PROBLEM STATEMENT → Print the listing below from its opening line through the line holding "use arete_core::config::SyncConfig;", both ends included.

START RECORDED INFORMATION

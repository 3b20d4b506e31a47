//! Debounce and backoff as a pure state machine.
//!
//! The scheduler never reads a clock or sleeps. Callers pass `now` in and ask
//! [`SyncScheduler::poll`] whether a cycle is due, which keeps every timing
//! rule testable with a manual clock.

use std::collections::BTreeSet;
use std::fmt;

use arete_core::config::SyncConfig;
use chrono::{DateTime, Duration, Utc};
use serde::{Deserialize, Serialize};

/// What a queued sync covers.
#[derive(Debug, Clone, Copy, PartialEq, Eq, Hash, PartialOrd, Ord, Serialize, Deserialize)]
#[serde(rename_all = "lowercase")]
#[non_exhaustive]
pub enum SyncKind {
    /// The fact store, profile and settings.
    Identity,
}

impl SyncKind {
    pub fn as_str(self) -> &'static str {
        match self {
            SyncKind::Identity => "identity",
        }
    }
}

impl fmt::Display for SyncKind {
    fn fmt(&self, f: &mut fmt::Formatter<'_>) -> fmt::Result {
        f.write_str(self.as_str())
    }
}

/// Scheduler phase.
#[derive(Debug, Clone, Copy, PartialEq, Eq, Serialize, Deserialize)]
#[serde(rename_all = "lowercase")]
pub enum SyncPhase {
    Idle,
    /// Changes queued, debounce running.
    Pending,
    /// A cycle is in flight.
    Syncing,
    /// Waiting out a failure before retrying.
    Backoff,
}

/// A cycle handed out by [`SyncScheduler::poll`].
#[derive(Debug, Clone, PartialEq, Eq)]
pub struct SyncCycle {
    pub kinds: Vec<SyncKind>,
}

/// Backoff after `errors` consecutive failures: `min(cap, base * 2^(errors-1))`.
pub fn backoff_delay(errors: u32, base_ms: u64, cap_ms: u64) -> std::time::Duration {
    let exponent = errors.saturating_sub(1).min(63);
    let factor = 1u64 << exponent;
    std::time::Duration::from_millis(base_ms.saturating_mul(factor).min(cap_ms))
}

/// `now + ms`, saturating at the latest representable instant.
fn deadline_after(now: DateTime<Utc>, ms: u64) -> DateTime<Utc> {
    let delta = Duration::milliseconds(i64::try_from(ms).unwrap_or(i64::MAX));
    now.checked_add_signed(delta).unwrap_or(DateTime::<Utc>::MAX_UTC)
}

#[derive(Debug)]
pub struct SyncScheduler {
    phase: SyncPhase,
    queued: BTreeSet<SyncKind>,
    /// When the debounce (pending) or the backoff wait (backoff) elapses.
    deadline: Option<DateTime<Utc>>,
    consecutive_errors: u32,
    debounce_ms: u64,
    backoff_base_ms: u64,
    backoff_cap_ms: u64,
    local_only: bool,
    shut_down: bool,
}

impl SyncScheduler {
    pub fn new(config: &SyncConfig, local_only: bool) -> Self {
        debug_assert!(config.backoff_base_ms > 0, "backoff base must be positive");
        debug_assert!(
            config.backoff_cap_ms >= config.backoff_base_ms,
            "backoff cap below base"
        );
        Self {
            phase: SyncPhase::Idle,
            queued: BTreeSet::new(),
            deadline: None,
            consecutive_errors: 0,
            debounce_ms: config.debounce_ms,
            backoff_base_ms: config.backoff_base_ms,
            backoff_cap_ms: config.backoff_cap_ms,
            local_only,
            shut_down: false,
        }
    }

    pub fn phase(&self) -> SyncPhase {
        self.phase
    }

    pub fn pending_count(&self) -> usize {
        self.queued.len()
    }

    pub fn consecutive_errors(&self) -> u32 {
        self.consecutive_errors
    }

    pub fn is_local_only(&self) -> bool {
        self.local_only
    }

    pub fn is_shut_down(&self) -> bool {
        self.shut_down
    }

    /// When the next cycle may start, if one is scheduled.
    pub fn next_deadline(&self) -> Option<DateTime<Utc>> {
        match self.phase {
            SyncPhase::Pending | SyncPhase::Backoff => self.deadline,
            SyncPhase::Idle | SyncPhase::Syncing => None,
        }
    }

    /// Queue `kind`. Returns whether it was accepted.
    ///
    /// In idle or pending the debounce restarts. While syncing or backing
    /// off the kind is retained for the next cycle and no timer moves.
    pub fn queue(&mut self, kind: SyncKind, now: DateTime<Utc>) -> bool {
        if self.local_only || self.shut_down {
            return false;
        }
        self.queued.insert(kind);
        match self.phase {
            SyncPhase::Idle | SyncPhase::Pending => {
                self.phase = SyncPhase::Pending;
                self.deadline = Some(deadline_after(now, self.debounce_ms));
            }
            SyncPhase::Syncing | SyncPhase::Backoff => {}
        }
        true
    }

    /// Queue `kind` with the debounce already elapsed.
    pub fn queue_immediate(&mut self, kind: SyncKind, now: DateTime<Utc>) -> bool {
        if !self.queue(kind, now) {
            return false;
        }
        if self.phase == SyncPhase::Pending {
            self.deadline = Some(now);
        }
        true
    }

    /// Hand out a cycle if one is due at `now`. At most one cycle is ever
    /// outstanding; while syncing this returns `None`.
    pub fn poll(&mut self, now: DateTime<Utc>) -> Option<SyncCycle> {
        if self.shut_down || self.local_only {
            return None;
        }
        match self.phase {
            SyncPhase::Idle | SyncPhase::Syncing => return None,
            SyncPhase::Pending | SyncPhase::Backoff => {}
        }
        if self.deadline.is_some_and(|d| d > now) {
            return None;
        }
        if self.queued.is_empty() {
            self.phase = SyncPhase::Idle;
            self.deadline = None;
            return None;
        }
        self.phase = SyncPhase::Syncing;
        self.deadline = None;
        Some(SyncCycle {
            kinds: std::mem::take(&mut self.queued).into_iter().collect(),
        })
    }

    /// Record a successful cycle. Kinds queued meanwhile restart the debounce.
    pub fn complete_success(&mut self, now: DateTime<Utc>) {
        self.consecutive_errors = 0;
        if !self.shut_down && !self.queued.is_empty() {
            self.phase = SyncPhase::Pending;
            self.deadline = Some(deadline_after(now, self.debounce_ms));
        } else {
            self.phase = SyncPhase::Idle;
            self.deadline = None;
        }
    }

    /// Record a failed cycle: re-queue its kinds and back off.
    /// Returns the backoff applied.
    pub fn complete_failure(&mut self, cycle: SyncCycle, now: DateTime<Utc>) -> std::time::Duration {
        self.consecutive_errors = self.consecutive_errors.saturating_add(1);
        let delay = backoff_delay(
            self.consecutive_errors,
            self.backoff_base_ms,
            self.backoff_cap_ms,
        );
        if self.shut_down {
            self.phase = SyncPhase::Idle;
            self.deadline = None;
            return delay;
        }
        self.queued.extend(cycle.kinds);
        self.phase = SyncPhase::Backoff;
        self.deadline = Some(deadline_after(now, delay.as_millis().try_into().unwrap_or(u64::MAX)));
        delay
    }

    /// Cancel timers and drop queued kinds. Later queue calls are ignored.
    /// An in-flight cycle runs to completion.
    pub fn shutdown(&mut self) {
        self.shut_down = true;
        self.queued.clear();
        self.deadline = None;
        if self.phase != SyncPhase::Syncing {
            self.phase = SyncPhase::Idle;
        }
    }
}

#[cfg(test)]
mod tests {
    use super::*;

    fn scheduler() -> SyncScheduler {
        SyncScheduler::new(&SyncConfig::default(), false)
    }

    fn t0() -> DateTime<Utc> {
        DateTime::from_timestamp(1_700_000_000, 0).unwrap()
    }

    #[test]
    fn backoff_doubles_and_caps() {
        assert_eq!(backoff_delay(1, 5_000, 300_000).as_millis(), 5_000);
        assert_eq!(backoff_delay(2, 5_000, 300_000).as_millis(), 10_000);
        assert_eq!(backoff_delay(4, 5_000, 300_000).as_millis(), 40_000);
        assert_eq!(backoff_delay(7, 5_000, 300_000).as_millis(), 300_000);
        assert_eq!(backoff_delay(200, 5_000, 300_000).as_millis(), 300_000);
    }

    #[test]
    fn debounce_restarts_on_each_queue() {
        let mut s = scheduler();
        assert!(s.queue(SyncKind::Identity, t0()));
        assert_eq!(s.phase(), SyncPhase::Pending);
        s.queue(SyncKind::Identity, t0() + Duration::milliseconds(1_500));
        assert!(s.poll(t0() + Duration::milliseconds(2_500)).is_none());
        let cycle = s.poll(t0() + Duration::milliseconds(3_500)).unwrap();
        assert_eq!(cycle.kinds, vec![SyncKind::Identity]);
        assert_eq!(s.phase(), SyncPhase::Syncing);
        assert_eq!(s.pending_count(), 0);
    }

    #[test]
    fn only_one_cycle_in_flight() {
        let mut s = scheduler();
        s.queue_immediate(SyncKind::Identity, t0());
        assert!(s.poll(t0()).is_some());
        s.queue(SyncKind::Identity, t0());
        assert!(s.poll(t0() + Duration::hours(1)).is_none());
        assert_eq!(s.pending_count(), 1);

        s.complete_success(t0() + Duration::hours(1));
        assert_eq!(s.phase(), SyncPhase::Pending);
        assert_eq!(
            s.next_deadline(),
            Some(t0() + Duration::hours(1) + Duration::milliseconds(2_000))
        );
    }

    #[test]
    fn failure_requeues_and_backs_off() {
        let mut s = scheduler();
        s.queue_immediate(SyncKind::Identity, t0());
        let cycle = s.poll(t0()).unwrap();
        let delay = s.complete_failure(cycle, t0());
        assert_eq!(delay.as_millis(), 5_000);
        assert_eq!(s.phase(), SyncPhase::Backoff);
        assert_eq!(s.pending_count(), 1);

        // Queueing during backoff does not shorten the wait.
        s.queue(SyncKind::Identity, t0() + Duration::milliseconds(100));
        assert!(s.poll(t0() + Duration::milliseconds(4_999)).is_none());
        let retry = s.poll(t0() + Duration::milliseconds(5_000)).unwrap();

        let delay = s.complete_failure(retry, t0() + Duration::seconds(5));
        assert_eq!(delay.as_millis(), 10_000);
        assert_eq!(s.consecutive_errors(), 2);

        let retry = s.poll(t0() + Duration::seconds(15)).unwrap();
        assert_eq!(retry.kinds.len(), 1);
        s.complete_success(t0() + Duration::seconds(15));
        assert_eq!(s.consecutive_errors(), 0);
        assert_eq!(s.phase(), SyncPhase::Idle);
    }

    #[test]
    fn shutdown_is_idempotent_and_blocks_queueing() {
        let mut s = scheduler();
        s.queue(SyncKind::Identity, t0());
        s.shutdown();
        s.shutdown();
        assert_eq!(s.phase(), SyncPhase::Idle);
        assert_eq!(s.pending_count(), 0);
        assert!(!s.queue(SyncKind::Identity, t0()));
        assert!(s.poll(t0() + Duration::hours(1)).is_none());
    }

    #[test]
    fn huge_timings_saturate_instead_of_overflowing() {
        let config = SyncConfig {
            debounce_ms: u64::MAX,
            backoff_base_ms: u64::MAX,
            backoff_cap_ms: u64::MAX,
            ..SyncConfig::default()
        };
        let mut s = SyncScheduler::new(&config, false);
        let late = DateTime::<Utc>::MAX_UTC - Duration::days(1);

        assert!(s.queue(SyncKind::Identity, late));
        assert_eq!(s.next_deadline(), Some(DateTime::<Utc>::MAX_UTC));
        assert!(s.poll(late).is_none());

        s.queue_immediate(SyncKind::Identity, late);
        let cycle = s.poll(late).unwrap();
        s.complete_failure(cycle, late);
        assert_eq!(s.next_deadline(), Some(DateTime::<Utc>::MAX_UTC));
    }

    #[test]
    fn local_only_never_schedules() {
        let mut s = SyncScheduler::new(&SyncConfig::default(), true);
        assert!(!s.queue(SyncKind::Identity, t0()));
        assert_eq!(s.phase(), SyncPhase::Idle);
        assert!(s.poll(t0() + Duration::hours(1)).is_none());
    }
}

END RECORDED INFORMATION

WRITTEN ANSWER →
repository 3b20d4b506e31a47
//! Debounce and backoff as a pure state machine.
//!
//! The scheduler never reads a clock or sleeps. Callers pass `now` in and ask
//! [`SyncScheduler::poll`] whether a cycle is due, which keeps every timing
//! rule testable with a manual clock.

use std::collections::BTreeSet;
use std::fmt;

use arete_core::config::SyncConfig;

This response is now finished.